**Problem details**
The expected output is exactly the lines below, starting at the line with "(status, json)" and ending at the line with "let (status, body) = self", both included; no other line belongs in it.
##### Data provided #####
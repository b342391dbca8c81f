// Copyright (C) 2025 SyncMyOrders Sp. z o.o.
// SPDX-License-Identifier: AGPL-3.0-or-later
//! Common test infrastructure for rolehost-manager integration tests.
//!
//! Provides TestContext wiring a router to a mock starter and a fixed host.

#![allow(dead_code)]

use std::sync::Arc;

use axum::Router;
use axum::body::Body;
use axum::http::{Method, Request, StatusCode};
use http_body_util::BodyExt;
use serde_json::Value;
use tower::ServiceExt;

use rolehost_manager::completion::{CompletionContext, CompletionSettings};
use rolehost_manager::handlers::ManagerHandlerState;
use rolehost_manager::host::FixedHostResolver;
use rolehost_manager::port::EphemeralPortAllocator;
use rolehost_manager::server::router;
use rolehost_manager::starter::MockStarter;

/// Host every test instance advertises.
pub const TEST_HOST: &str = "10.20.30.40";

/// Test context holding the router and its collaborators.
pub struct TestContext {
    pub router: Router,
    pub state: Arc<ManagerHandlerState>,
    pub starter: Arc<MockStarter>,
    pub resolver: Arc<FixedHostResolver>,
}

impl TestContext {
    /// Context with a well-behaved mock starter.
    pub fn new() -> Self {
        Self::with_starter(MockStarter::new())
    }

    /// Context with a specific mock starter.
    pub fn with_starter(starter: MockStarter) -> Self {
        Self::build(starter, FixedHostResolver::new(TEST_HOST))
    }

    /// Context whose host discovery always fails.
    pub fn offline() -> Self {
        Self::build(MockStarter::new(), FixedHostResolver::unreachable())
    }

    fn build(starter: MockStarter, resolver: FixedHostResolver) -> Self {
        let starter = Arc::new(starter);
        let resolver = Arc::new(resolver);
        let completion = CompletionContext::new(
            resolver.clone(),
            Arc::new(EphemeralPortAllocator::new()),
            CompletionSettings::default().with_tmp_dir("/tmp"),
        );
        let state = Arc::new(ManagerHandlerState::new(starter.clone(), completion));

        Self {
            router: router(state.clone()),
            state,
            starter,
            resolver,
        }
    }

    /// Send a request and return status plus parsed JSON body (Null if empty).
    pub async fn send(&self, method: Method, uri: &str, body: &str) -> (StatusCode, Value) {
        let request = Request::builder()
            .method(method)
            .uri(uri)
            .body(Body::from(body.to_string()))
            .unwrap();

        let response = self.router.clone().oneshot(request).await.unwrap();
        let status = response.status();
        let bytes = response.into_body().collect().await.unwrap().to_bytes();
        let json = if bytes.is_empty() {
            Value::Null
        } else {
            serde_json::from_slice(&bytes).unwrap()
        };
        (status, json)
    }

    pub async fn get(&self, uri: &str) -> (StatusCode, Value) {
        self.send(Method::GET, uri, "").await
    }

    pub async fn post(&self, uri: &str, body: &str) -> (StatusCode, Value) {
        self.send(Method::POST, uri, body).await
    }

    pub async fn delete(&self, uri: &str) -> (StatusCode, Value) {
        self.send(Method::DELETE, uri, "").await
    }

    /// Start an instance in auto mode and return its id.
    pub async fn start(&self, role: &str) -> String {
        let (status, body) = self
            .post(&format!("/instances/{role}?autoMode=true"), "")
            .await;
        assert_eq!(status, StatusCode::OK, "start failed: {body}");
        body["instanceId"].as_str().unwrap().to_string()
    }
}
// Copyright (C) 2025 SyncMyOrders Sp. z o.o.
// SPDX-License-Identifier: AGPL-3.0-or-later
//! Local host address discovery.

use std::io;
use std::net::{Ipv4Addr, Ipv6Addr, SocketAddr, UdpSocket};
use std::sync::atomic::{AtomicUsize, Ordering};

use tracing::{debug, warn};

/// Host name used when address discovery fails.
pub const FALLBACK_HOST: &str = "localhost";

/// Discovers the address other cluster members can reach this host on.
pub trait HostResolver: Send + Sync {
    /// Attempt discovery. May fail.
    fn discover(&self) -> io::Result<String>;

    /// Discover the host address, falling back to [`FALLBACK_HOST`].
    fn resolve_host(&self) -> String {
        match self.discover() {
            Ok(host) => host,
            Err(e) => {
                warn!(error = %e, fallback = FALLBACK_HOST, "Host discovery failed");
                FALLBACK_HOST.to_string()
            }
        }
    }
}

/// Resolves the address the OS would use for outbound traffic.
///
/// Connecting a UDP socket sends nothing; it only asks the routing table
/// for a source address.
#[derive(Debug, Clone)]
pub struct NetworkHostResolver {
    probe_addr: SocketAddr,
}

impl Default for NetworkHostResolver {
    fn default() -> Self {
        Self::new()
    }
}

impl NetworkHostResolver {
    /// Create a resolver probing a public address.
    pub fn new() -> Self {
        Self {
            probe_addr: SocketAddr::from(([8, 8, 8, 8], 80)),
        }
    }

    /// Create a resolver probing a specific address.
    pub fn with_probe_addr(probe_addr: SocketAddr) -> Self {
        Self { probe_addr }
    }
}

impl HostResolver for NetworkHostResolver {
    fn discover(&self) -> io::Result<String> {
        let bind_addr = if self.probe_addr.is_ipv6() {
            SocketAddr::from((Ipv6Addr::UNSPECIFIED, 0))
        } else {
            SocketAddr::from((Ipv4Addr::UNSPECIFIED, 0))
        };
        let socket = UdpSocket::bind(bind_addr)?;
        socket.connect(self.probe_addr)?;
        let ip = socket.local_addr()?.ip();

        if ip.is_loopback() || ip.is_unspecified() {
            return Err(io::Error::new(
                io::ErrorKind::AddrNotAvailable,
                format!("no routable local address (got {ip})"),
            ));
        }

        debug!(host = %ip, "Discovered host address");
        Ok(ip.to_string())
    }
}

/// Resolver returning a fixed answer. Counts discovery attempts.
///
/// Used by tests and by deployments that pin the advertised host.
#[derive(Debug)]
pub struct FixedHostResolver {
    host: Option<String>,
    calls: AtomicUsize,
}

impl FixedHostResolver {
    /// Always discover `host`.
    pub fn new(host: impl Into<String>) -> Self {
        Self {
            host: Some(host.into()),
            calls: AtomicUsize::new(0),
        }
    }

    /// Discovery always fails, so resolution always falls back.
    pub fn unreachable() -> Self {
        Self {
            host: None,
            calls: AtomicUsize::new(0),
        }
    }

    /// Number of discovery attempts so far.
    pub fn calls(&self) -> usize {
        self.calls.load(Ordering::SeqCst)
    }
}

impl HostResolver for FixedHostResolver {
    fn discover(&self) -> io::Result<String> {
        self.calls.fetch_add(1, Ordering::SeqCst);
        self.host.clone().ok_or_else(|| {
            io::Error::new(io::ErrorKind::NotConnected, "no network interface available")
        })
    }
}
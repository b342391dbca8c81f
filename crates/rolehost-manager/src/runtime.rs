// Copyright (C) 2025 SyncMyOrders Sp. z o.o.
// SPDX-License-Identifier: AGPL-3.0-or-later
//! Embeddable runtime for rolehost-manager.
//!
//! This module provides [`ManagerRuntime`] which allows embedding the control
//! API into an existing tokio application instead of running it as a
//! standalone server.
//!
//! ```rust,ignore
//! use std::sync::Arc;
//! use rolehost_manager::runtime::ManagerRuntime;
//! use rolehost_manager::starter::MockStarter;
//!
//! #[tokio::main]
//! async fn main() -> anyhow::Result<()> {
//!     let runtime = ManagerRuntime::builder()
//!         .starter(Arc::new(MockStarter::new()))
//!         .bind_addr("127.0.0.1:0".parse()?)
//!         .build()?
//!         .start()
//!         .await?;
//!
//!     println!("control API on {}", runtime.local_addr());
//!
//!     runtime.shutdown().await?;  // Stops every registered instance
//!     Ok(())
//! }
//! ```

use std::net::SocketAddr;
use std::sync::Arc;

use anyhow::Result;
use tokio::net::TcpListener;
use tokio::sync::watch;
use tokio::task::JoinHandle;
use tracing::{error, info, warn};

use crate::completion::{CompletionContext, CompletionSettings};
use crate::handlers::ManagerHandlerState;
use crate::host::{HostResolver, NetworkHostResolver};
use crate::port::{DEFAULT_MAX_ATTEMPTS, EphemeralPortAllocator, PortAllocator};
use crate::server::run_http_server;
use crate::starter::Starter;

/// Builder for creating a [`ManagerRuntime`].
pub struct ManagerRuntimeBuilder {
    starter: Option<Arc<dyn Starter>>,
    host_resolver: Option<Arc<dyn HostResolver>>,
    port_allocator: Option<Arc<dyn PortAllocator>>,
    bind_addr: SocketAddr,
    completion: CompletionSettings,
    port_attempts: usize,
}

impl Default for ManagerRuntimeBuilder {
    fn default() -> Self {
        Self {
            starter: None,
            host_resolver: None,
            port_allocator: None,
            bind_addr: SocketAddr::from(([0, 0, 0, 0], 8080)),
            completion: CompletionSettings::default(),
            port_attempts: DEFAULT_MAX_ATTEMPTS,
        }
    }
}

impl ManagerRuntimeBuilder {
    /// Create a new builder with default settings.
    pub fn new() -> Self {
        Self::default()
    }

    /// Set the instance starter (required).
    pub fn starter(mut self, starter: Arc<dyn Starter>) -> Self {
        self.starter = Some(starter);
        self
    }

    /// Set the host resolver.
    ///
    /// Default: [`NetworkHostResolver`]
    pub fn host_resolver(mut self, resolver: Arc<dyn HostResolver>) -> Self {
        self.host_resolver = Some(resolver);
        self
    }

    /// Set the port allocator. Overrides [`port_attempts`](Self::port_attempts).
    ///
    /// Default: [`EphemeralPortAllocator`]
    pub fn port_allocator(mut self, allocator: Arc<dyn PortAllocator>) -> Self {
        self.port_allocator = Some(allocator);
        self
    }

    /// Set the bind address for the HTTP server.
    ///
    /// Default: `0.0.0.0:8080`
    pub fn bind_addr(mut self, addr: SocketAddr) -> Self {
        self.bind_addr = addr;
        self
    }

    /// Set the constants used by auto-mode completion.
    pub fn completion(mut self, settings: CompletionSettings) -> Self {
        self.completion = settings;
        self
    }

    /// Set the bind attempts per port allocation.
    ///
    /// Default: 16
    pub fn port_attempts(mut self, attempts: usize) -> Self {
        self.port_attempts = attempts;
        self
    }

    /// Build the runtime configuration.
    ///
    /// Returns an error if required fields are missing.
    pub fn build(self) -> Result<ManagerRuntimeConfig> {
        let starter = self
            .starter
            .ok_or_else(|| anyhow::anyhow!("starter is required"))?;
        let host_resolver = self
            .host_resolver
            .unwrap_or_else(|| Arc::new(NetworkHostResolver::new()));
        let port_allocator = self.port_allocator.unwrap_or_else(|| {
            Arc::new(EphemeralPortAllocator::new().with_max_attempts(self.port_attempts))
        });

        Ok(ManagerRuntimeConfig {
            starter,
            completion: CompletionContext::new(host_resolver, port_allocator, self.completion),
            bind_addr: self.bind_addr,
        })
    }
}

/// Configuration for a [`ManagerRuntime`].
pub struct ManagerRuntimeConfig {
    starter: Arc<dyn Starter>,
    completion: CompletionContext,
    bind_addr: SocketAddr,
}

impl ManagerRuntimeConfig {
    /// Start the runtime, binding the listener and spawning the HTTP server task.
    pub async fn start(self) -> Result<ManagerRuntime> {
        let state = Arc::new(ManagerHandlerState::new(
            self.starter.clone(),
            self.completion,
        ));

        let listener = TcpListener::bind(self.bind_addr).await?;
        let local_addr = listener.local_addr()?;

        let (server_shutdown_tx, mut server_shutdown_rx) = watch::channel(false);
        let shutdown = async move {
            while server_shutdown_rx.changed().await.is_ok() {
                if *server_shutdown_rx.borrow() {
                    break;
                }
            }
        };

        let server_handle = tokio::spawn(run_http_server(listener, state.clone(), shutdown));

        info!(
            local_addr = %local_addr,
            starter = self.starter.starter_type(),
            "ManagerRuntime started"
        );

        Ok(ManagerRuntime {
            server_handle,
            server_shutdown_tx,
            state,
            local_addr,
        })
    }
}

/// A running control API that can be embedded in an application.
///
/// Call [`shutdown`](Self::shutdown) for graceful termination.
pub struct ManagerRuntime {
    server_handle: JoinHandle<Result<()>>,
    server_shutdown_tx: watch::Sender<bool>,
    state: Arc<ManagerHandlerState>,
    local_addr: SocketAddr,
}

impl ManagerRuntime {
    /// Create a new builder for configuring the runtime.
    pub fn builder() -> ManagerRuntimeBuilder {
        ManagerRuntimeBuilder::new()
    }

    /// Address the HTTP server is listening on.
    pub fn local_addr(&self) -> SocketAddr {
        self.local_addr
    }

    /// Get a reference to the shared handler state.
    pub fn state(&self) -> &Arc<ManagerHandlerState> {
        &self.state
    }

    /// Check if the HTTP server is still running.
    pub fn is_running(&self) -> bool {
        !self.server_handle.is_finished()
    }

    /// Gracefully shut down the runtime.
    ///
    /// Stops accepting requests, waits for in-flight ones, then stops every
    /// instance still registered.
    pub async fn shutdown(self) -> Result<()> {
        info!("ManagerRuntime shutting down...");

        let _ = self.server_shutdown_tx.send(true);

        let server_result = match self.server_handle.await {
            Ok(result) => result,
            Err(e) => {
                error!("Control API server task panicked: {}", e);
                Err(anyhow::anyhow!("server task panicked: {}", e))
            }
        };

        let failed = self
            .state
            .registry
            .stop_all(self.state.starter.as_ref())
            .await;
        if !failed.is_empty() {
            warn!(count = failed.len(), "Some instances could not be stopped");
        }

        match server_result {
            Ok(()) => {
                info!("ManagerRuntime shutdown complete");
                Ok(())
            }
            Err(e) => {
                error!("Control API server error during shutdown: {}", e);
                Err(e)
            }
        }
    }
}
#####
**Solution for this exercise**
        (status, json)
    }

    pub async fn get(&self, uri: &str) -> (StatusCode, Value) {
        self.send(Method::GET, uri, "").await
    }

    pub async fn post(&self, uri: &str, body: &str) -> (StatusCode, Value) {
        self.send(Method::POST, uri, body).await
    }

    pub async fn delete(&self, uri: &str) -> (StatusCode, Value) {
        self.send(Method::DELETE, uri, "").await
    }

    /// Start an instance in auto mode and return its id.
    pub async fn start(&self, role: &str) -> String {
        let (status, body) = self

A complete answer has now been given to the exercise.